Di Lecce Daniele, Fasciani Chiara, Scrosati Bruno, Hassoun Jusef
Dipartimento di Chimica, Sapienza Università di Roma , P.le Aldo Moro 5, 00185 Rome, Italy.
Istituto Italiano di Tecnologia , 00161 Rome, Italy.
ACS Appl Mater Interfaces. 2015 Sep 30;7(38):21198-207. doi: 10.1021/acsami.5b05179. Epub 2015 Sep 17.

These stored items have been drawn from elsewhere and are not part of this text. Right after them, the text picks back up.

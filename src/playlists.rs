use std::collections::BTreeSet;

use rand::seq::IndexedRandom;
use rand::Rng;

use crate::api::{ApiClient, ApiError, CreatedPlaylist, PlaylistDetail, PlaylistId, PlaylistSummary};
use crate::catalog::SoundId;

const PLAYLIST_ICONS: [&str; 6] = ["rain", "forest", "wave", "fire", "wind", "random"];
const DEFAULT_ICON: &str = "static/icons/add.png";

/// Server-side storage of user playlists.
pub trait PlaylistStore {
    fn list(&self) -> Result<Vec<PlaylistSummary>, ApiError>;
    fn detail(&self, id: PlaylistId) -> Result<PlaylistDetail, ApiError>;
    fn create(&self, name: &str, icon: &str) -> Result<CreatedPlaylist, ApiError>;
    fn add_sound(&self, id: PlaylistId, sound: SoundId) -> Result<String, ApiError>;
    fn remove_sound(&self, id: PlaylistId, sound: SoundId) -> Result<String, ApiError>;
    fn delete(&self, id: PlaylistId) -> Result<String, ApiError>;
}

impl PlaylistStore for ApiClient {
    fn list(&self) -> Result<Vec<PlaylistSummary>, ApiError> {
        self.fetch_playlists()
    }

    fn detail(&self, id: PlaylistId) -> Result<PlaylistDetail, ApiError> {
        self.fetch_playlist(id)
    }

    fn create(&self, name: &str, icon: &str) -> Result<CreatedPlaylist, ApiError> {
        self.create_playlist(name, icon)
    }

    fn add_sound(&self, id: PlaylistId, sound: SoundId) -> Result<String, ApiError> {
        ApiClient::add_sound(self, id, sound)
    }

    fn remove_sound(&self, id: PlaylistId, sound: SoundId) -> Result<String, ApiError> {
        ApiClient::remove_sound(self, id, sound)
    }

    fn delete(&self, id: PlaylistId) -> Result<String, ApiError> {
        self.delete_playlist(id)
    }
}

#[derive(Debug, thiserror::Error)]
pub enum PlaylistError {
    #[error("Please enter a playlist name")]
    EmptyName,
    #[error("Select at least one sound before saving")]
    NoSounds,
    #[error(transparent)]
    Api(#[from] ApiError),
}

/// Fetches the user's playlists, newest first. Anonymous users simply have
/// none.
pub fn load_user_playlists<S: PlaylistStore + ?Sized>(
    store: &S,
) -> Result<Vec<PlaylistSummary>, ApiError> {
    match store.list() {
        Ok(mut playlists) => {
            playlists.sort_by(|a, b| b.id.cmp(&a.id));
            log::info!("Loaded {} user playlists", playlists.len());
            Ok(playlists)
        }
        Err(e) if e.is_unauthorized() => {
            log::info!("User not authenticated for playlists");
            Ok(Vec::new())
        }
        Err(e) => Err(e),
    }
}

pub fn random_icon<R: Rng>(rng: &mut R) -> String {
    let icon = PLAYLIST_ICONS.choose(rng).copied().unwrap_or("random");
    format!("static/icons/{icon}.png")
}

/// Icon path relative to the server's static root, e.g. `icons/rain.png`.
pub fn icon_label(icon: Option<&str>) -> &str {
    let icon = icon.unwrap_or(DEFAULT_ICON);
    match icon.split_once("static/") {
        Some((_, rest)) => rest,
        None => icon,
    }
}

#[derive(Debug, Clone, Copy, PartialEq, Eq)]
pub struct ComposeReport {
    pub playlist_id: PlaylistId,
    pub added: usize,
    pub failed: usize,
}

impl ComposeReport {
    pub fn summary(&self, name: &str) -> String {
        if self.failed == 0 {
            format!("Created \"{}\" with {} sounds", name, self.added)
        } else {
            format!(
                "Created \"{}\": added {}, failed {}",
                name, self.added, self.failed
            )
        }
    }
}

/// A new playlist being put together: a name and a set of selected sounds.
/// Nothing reaches the server until [`PlaylistComposer::commit`].
#[derive(Debug, Clone, Default)]
pub struct PlaylistComposer {
    name: String,
    selected: BTreeSet<SoundId>,
}

impl PlaylistComposer {
    pub fn new(name: &str) -> Self {
        Self {
            name: name.trim().to_string(),
            selected: BTreeSet::new(),
        }
    }

    pub fn name(&self) -> &str {
        &self.name
    }

    /// Returns whether the sound is selected after the toggle.
    pub fn toggle(&mut self, sound: SoundId) -> bool {
        if self.selected.remove(&sound) {
            false
        } else {
            self.selected.insert(sound);
            true
        }
    }

    pub fn is_selected(&self, sound: SoundId) -> bool {
        self.selected.contains(&sound)
    }

    pub fn count(&self) -> usize {
        self.selected.len()
    }

    pub fn validate(&self) -> Result<(), PlaylistError> {
        if self.name.is_empty() {
            return Err(PlaylistError::EmptyName);
        }
        if self.selected.is_empty() {
            return Err(PlaylistError::NoSounds);
        }
        Ok(())
    }

    /// Creates the playlist and adds every selected sound. A sound that is
    /// already in the playlist is neither added nor a failure.
    pub fn commit<S: PlaylistStore + ?Sized, R: Rng>(
        &self,
        store: &S,
        rng: &mut R,
    ) -> Result<ComposeReport, PlaylistError> {
        self.validate()?;

        let icon = random_icon(rng);
        let created = store.create(&self.name, &icon)?;
        log::info!(
            "Created playlist '{}' ({}) with icon {}",
            created.name,
            created.id,
            icon
        );

        let mut report = ComposeReport {
            playlist_id: created.id,
            added: 0,
            failed: 0,
        };
        for &sound in &self.selected {
            match store.add_sound(created.id, sound) {
                Ok(_) => report.added += 1,
                Err(e) if e.message_contains("already in playlist") => {}
                Err(e) => {
                    log::error!("Error adding sound {} to playlist {}: {}", sound, created.id, e);
                    report.failed += 1;
                }
            }
        }
        Ok(report)
    }
}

Safety and environmental issues, because of the contemporary use of common liquid electrolytes, fluorinated salts, and LiCoO2-based cathodes in commercial Li-ion batteries, might be efficiently mitigated by employing alternative gel-polymer battery configurations and new electrode materials. Herein we study a lithium-ion polymer cell formed by combining a LiMn0.5Fe0.5PO4 olivine cathode, prepared by simple solvothermal pathway, a nanostructured Sn-C anode, and a LiBOB-containing PVdF-based gel electrolyte. The polymer electrolyte, here analyzed in terms of electrochemical stability by impedance spectroscopy (EIS) and voltammetry, reveals full compatibility for cell application. The LiBOB electrolyte salt and the electrochemically delithiaded Mn0.5Fe0.5PO4 have a higher thermal stability compared to conventional LiPF6 and Li0.5CoO2, as confirmed by thermogravimetric analysis (TGA) and by galvanostatic cycling at high temperature. LiMn0.5Fe0.5PO4 and Sn-C, showing in lithium half-cell a capacity of about 120 and 350 mAh g(-1), respectively, within the gelled electrolyte configuration are combined in a full Li-ion polymer battery delivering a stable capacity of about 110 mAh g(-1), with working voltage ranging from 2.8 to 3.6 V.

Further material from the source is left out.